I could meet people in other ways but it's really convenient and I have a greater level of control than I do when people just walk up to me on the street. I can decide to ignore a message if I want to, harder to just walk away from someone standing in front of me. I don't like to reject people and I can do it more passively in this medium. 

I don't think it is something to look down your nose at. I know a woman who got into a wonderful, meaningful relationship with someone she met on OkC and I've seen a couple people on there talk about meeting their spouse on there. It's also great if you're busy or if your hobbies and interests don't put you in touch with many datable people.


----------



## Jennywocky (Aug 7, 2009)

*Have you ever been on it for anything other than the quizzes? :wink:*

Yeah, I talked to some guys I met on that site.

*Have you ever gotten anything out of it, other than quiz results?*

Nothing ever panned out. Most of the guys I met were just not worth meeting, and the few left over, things just didn't go anywhere. In fact, I would say I ended up feeling severely disillusioned by the few guys that I actually started to get to know better; they weren't the guys I thought they were in terms of their character.

There was one guy who actually did seem very nice, and I hope he found someone worth his attention, but I could tell our personalities were different enough that it just wouldn't go anywhere.

*Do you actually take it seroiusly?!?! Just kidding...but do you?*

Close to as serious as I probably would take an online forum in terms of meeting people, I guess. 

But there were definitely lots of nutty guys.

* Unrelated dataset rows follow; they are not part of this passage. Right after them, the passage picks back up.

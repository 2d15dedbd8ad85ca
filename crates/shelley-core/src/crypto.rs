//! Ed25519 and Blake2b primitives for Shelley transactions.
//!
//! Keys in the wallet hierarchy are *extended* Ed25519 keys: a 32-byte
//! scalar half `kL` and a 32-byte nonce-prefix half `kR`. They cannot be
//! turned back into a 32-byte RFC 8032 seed, so signing goes through the
//! expanded-key path of ed25519-dalek. The resulting signatures verify
//! under the ordinary Ed25519 verifier.
//!
//! # Hashes
//!
//! - Credential hash: Blake2b-224 of the 32-byte public key.
//! - Transaction id: Blake2b-256 of the CBOR-encoded body.
//!
//! Every witness signs the transaction id, so a witness is valid for
//! exactly one body.

use blake2::digest::consts::{U28, U32};
use blake2::{Blake2b, Digest};
use curve25519_dalek::{EdwardsPoint, Scalar};
use ed25519_dalek::Verifier;
use ed25519_dalek::hazmat::{ExpandedSecretKey, raw_sign};
use serde::{Deserialize, Deserializer, Serialize, Serializer};
use sha2::Sha512;
use std::fmt;
use zeroize::{Zeroize, ZeroizeOnDrop};

use crate::constants::{KEY_HASH_LEN, PUBLIC_KEY_LEN, SIGNATURE_LEN, TX_ID_LEN};
use crate::error::{CryptoError, TransactionError};
use crate::types::{KeyHash, TransactionBody, TxId, VkeyWitness};

/// Blake2b-224 digest, the credential hash of a key.
pub fn blake2b_224(data: &[u8]) -> [u8; KEY_HASH_LEN] {
    let mut out = [0u8; KEY_HASH_LEN];
    out.copy_from_slice(&Blake2b::<U28>::digest(data));
    out
}

/// Blake2b-256 digest, used for transaction ids.
pub fn blake2b_256(data: &[u8]) -> [u8; TX_ID_LEN] {
    let mut out = [0u8; TX_ID_LEN];
    out.copy_from_slice(&Blake2b::<U32>::digest(data));
    out
}

/// Extended Ed25519 signing key (`kL ‖ kR`).
///
/// The secret halves are zeroized on drop. `Debug` only shows the public key.
#[derive(Clone, Zeroize, ZeroizeOnDrop)]
pub struct KeyPair {
    kl: [u8; 32],
    kr: [u8; 32],
    #[zeroize(skip)]
    public: PublicKey,
}

impl KeyPair {
    /// Build a key pair from the two extended secret halves.
    ///
    /// `kl` is interpreted as a little-endian scalar; it is not clamped here,
    /// since derived child keys are valid without the RFC 8032 clamp.
    pub fn from_extended(kl: [u8; 32], kr: [u8; 32]) -> Result<Self, CryptoError> {
        let public = PublicKey::from_bytes(&public_from_scalar_bytes(&kl))?;
        Ok(Self { kl, kr, public })
    }

    /// The scalar half of the extended key.
    pub fn scalar_bytes(&self) -> &[u8; 32] {
        &self.kl
    }

    /// The nonce-prefix half of the extended key.
    pub fn prefix_bytes(&self) -> &[u8; 32] {
        &self.kr
    }

    /// Public key `kL·B`.
    pub fn public_key(&self) -> PublicKey {
        self.public.clone()
    }

    /// Sign `message`, returning the raw 64-byte Ed25519 signature.
    pub fn sign(&self, message: &[u8]) -> [u8; SIGNATURE_LEN] {
        let expanded = ExpandedSecretKey {
            scalar: Scalar::from_bytes_mod_order(self.kl),
            hash_prefix: self.kr,
        };
        raw_sign::<Sha512>(&expanded, message, &self.public.verifying_key).to_bytes()
    }
}

impl fmt::Debug for KeyPair {
    fn fmt(&self, f: &mut fmt::Formatter<'_>) -> fmt::Result {
        f.debug_struct("KeyPair")
            .field("public_key", &self.public_key())
            .finish_non_exhaustive()
    }
}

/// Compute `s·B` for a little-endian 32-byte scalar.
pub fn public_from_scalar_bytes(scalar: &[u8; 32]) -> [u8; PUBLIC_KEY_LEN] {
    EdwardsPoint::mul_base(&Scalar::from_bytes_mod_order(*scalar))
        .compress()
        .to_bytes()
}

/// Ed25519 verification key.
#[derive(Clone)]
pub struct PublicKey {
    verifying_key: ed25519_dalek::VerifyingKey,
}

impl PublicKey {
    /// Create a public key from its 32-byte compressed encoding.
    pub fn from_bytes(bytes: &[u8; PUBLIC_KEY_LEN]) -> Result<Self, CryptoError> {
        let vk = ed25519_dalek::VerifyingKey::from_bytes(bytes)
            .map_err(|_| CryptoError::InvalidPublicKey)?;
        Ok(Self { verifying_key: vk })
    }

    /// Raw 32-byte encoding.
    pub fn to_bytes(&self) -> [u8; PUBLIC_KEY_LEN] {
        self.verifying_key.to_bytes()
    }

    /// Blake2b-224 credential hash used in addresses.
    pub fn key_hash(&self) -> KeyHash {
        KeyHash(blake2b_224(&self.to_bytes()))
    }

    /// Verify an Ed25519 signature on a message.
    pub fn verify(&self, message: &[u8], signature: &[u8; SIGNATURE_LEN]) -> Result<(), CryptoError> {
        let sig = ed25519_dalek::Signature::from_bytes(signature);
        self.verifying_key
            .verify(message, &sig)
            .map_err(|_| CryptoError::VerificationFailed)
    }
}

impl fmt::Debug for PublicKey {
    fn fmt(&self, f: &mut fmt::Formatter<'_>) -> fmt::Result {
        write!(f, "PublicKey({})", hex::encode(self.to_bytes()))
    }
}

impl fmt::Display for PublicKey {
    fn fmt(&self, f: &mut fmt::Formatter<'_>) -> fmt::Result {
        write!(f, "{}", hex::encode(self.to_bytes()))
    }
}

impl PartialEq for PublicKey {
    fn eq(&self, other: &Self) -> bool {
        self.to_bytes() == other.to_bytes()
    }
}

impl Eq for PublicKey {}

impl std::hash::Hash for PublicKey {
    fn hash<H: std::hash::Hasher>(&self, state: &mut H) {
        self.to_bytes().hash(state);
    }
}

impl Serialize for PublicKey {
    fn serialize<S: Serializer>(&self, serializer: S) -> Result<S::Ok, S::Error> {
        serializer.serialize_str(&hex::encode(self.to_bytes()))
    }
}

impl<'de> Deserialize<'de> for PublicKey {
    fn deserialize<D: Deserializer<'de>>(deserializer: D) -> Result<Self, D::Error> {
        let s = String::deserialize(deserializer)?;
        let bytes: [u8; PUBLIC_KEY_LEN] = hex::decode(&s)
            .map_err(serde::de::Error::custom)?
            .try_into()
            .map_err(|_| serde::de::Error::custom("public key must be 32 bytes"))?;
        Self::from_bytes(&bytes).map_err(serde::de::Error::custom)
    }
}

/// Sign a transaction body, producing a verification-key witness.
///
/// The signature covers the transaction id (Blake2b-256 of the body CBOR).
pub fn sign_transaction(
    body: &TransactionBody,
    keypair: &KeyPair,
) -> Result<VkeyWitness, TransactionError> {
    Ok(sign_tx_id(&body.id()?, keypair))
}

/// Sign an already computed transaction id.
pub fn sign_tx_id(id: &TxId, keypair: &KeyPair) -> VkeyWitness {
    VkeyWitness {
        vkey: keypair.public_key().to_bytes(),
        signature: keypair.sign(id.as_bytes()),
    }
}

/// Verify that `witness` signs `id`, returning the signer's credential hash.
pub fn verify_witness(id: &TxId, witness: &VkeyWitness) -> Result<KeyHash, CryptoError> {
    let pk = PublicKey::from_bytes(&witness.vkey)?;
    pk.verify(id.as_bytes(), &witness.signature)?;
    Ok(pk.key_hash())
}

I can't begin to tell how the sort of cheap, dumb pickup lines guys would try on me -- and I could tell immediately we had nothing in common and it wasn't worth talking to them. My account is currently inactive, because I just got tired of even bothering.

However, I have had friends who have had luck where the relationships because long-term ones. It just depends on how lucky you are, timing-wise, and what you say on your profile.

*I have an account, and I made it when I was 16 because my friends had some just to see who would creep on them and read all the funny messages creepers would leave...it left us with some real serious laughs. It was like a PG version of ChatRoulette.*

Never been on CR or gone there, but I've heard stories. *shudder*


----------



## Fleetfoot (May 9, 2011)

I can see how it can be very useful when moving to a new place and getting to meet new people, and even finding a significant other (when you're at a certain age range). Haha, sorry if you think I'm looking down on it. It's more of just a joke to me, since most of the experiences I've had on there were just....well, jokes.


----------



## Jennywocky (Aug 7, 2009)

Tawanda said:


> I can see how it can be very useful when moving to a new place and getting to meet new people, and even finding a significant other (when you're at a certain age range). Haha, sorry if you think I'm looking down on it. It's more of just a joke to me, since most of the experiences I've had on there were just....well, jokes.


I'm not gonna argue with you there. I've certainly dissed that site on other forums, there was only a small percentage of guys who were even worth investigating further.


----------



## Fleetfoot (May 9, 2011)

Jennywocky said:


> I'm not gonna argue with you there. I've certainly dissed that site on other forums, there was only a small percentage of guys who were even worth investigating further.


Haha, so true. I think it varies between age demographic, what others are looking for, and geographical location on whether that site is hit or miss for people.


----------



## sparkles (Mar 2, 2011)

Well I've gotten a ton of the hey babies, you're gorgeous, type of messages too. Meh. 
I haven't had hoards of awesome people talking to me exactly but it hasn't been a total loss either. I'm too positive minded to diss it :tongue:


----------



## Zster (Mar 7, 2011)

Have you ever been on it for anything other than the quizzes? Yes, I did tons of chatting and got quite a bit of entertainment out of their rather outrageous forums.

Have you ever gotten anything out of it, other than quiz results? Yes, I ended up having several good friends, two which I have kept in touch wiht for years, wiht one being particularly close, as cyber friendships go, anyway.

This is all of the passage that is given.